ABOUT THIS TASK —
Look through the data below and report how many lines include "daemon". Only the number should be given.

[PROVIDED INFORMATION Boundary: Start]

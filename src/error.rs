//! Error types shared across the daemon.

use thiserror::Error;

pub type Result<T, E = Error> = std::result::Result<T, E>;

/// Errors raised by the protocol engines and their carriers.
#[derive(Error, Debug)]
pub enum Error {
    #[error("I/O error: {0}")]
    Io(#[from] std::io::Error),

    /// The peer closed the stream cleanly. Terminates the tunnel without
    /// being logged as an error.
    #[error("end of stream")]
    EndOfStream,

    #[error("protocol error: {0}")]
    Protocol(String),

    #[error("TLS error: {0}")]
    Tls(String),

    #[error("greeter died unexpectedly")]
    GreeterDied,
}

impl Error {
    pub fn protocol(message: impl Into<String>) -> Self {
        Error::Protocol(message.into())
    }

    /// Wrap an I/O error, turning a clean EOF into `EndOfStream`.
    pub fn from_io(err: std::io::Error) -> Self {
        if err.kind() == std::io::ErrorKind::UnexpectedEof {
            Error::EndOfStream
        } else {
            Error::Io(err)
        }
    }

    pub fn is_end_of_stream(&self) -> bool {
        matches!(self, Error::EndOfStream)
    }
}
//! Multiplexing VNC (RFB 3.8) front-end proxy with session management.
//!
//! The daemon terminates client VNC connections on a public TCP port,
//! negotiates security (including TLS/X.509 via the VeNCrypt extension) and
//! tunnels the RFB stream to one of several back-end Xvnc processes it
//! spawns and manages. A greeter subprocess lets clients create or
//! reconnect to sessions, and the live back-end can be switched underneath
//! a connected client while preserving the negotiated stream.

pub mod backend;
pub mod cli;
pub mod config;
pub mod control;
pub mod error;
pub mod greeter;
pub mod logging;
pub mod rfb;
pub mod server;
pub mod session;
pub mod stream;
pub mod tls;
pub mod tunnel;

[PROVIDED INFORMATION Boundary: End]

ANSWER FOR THIS EXERCISE —
2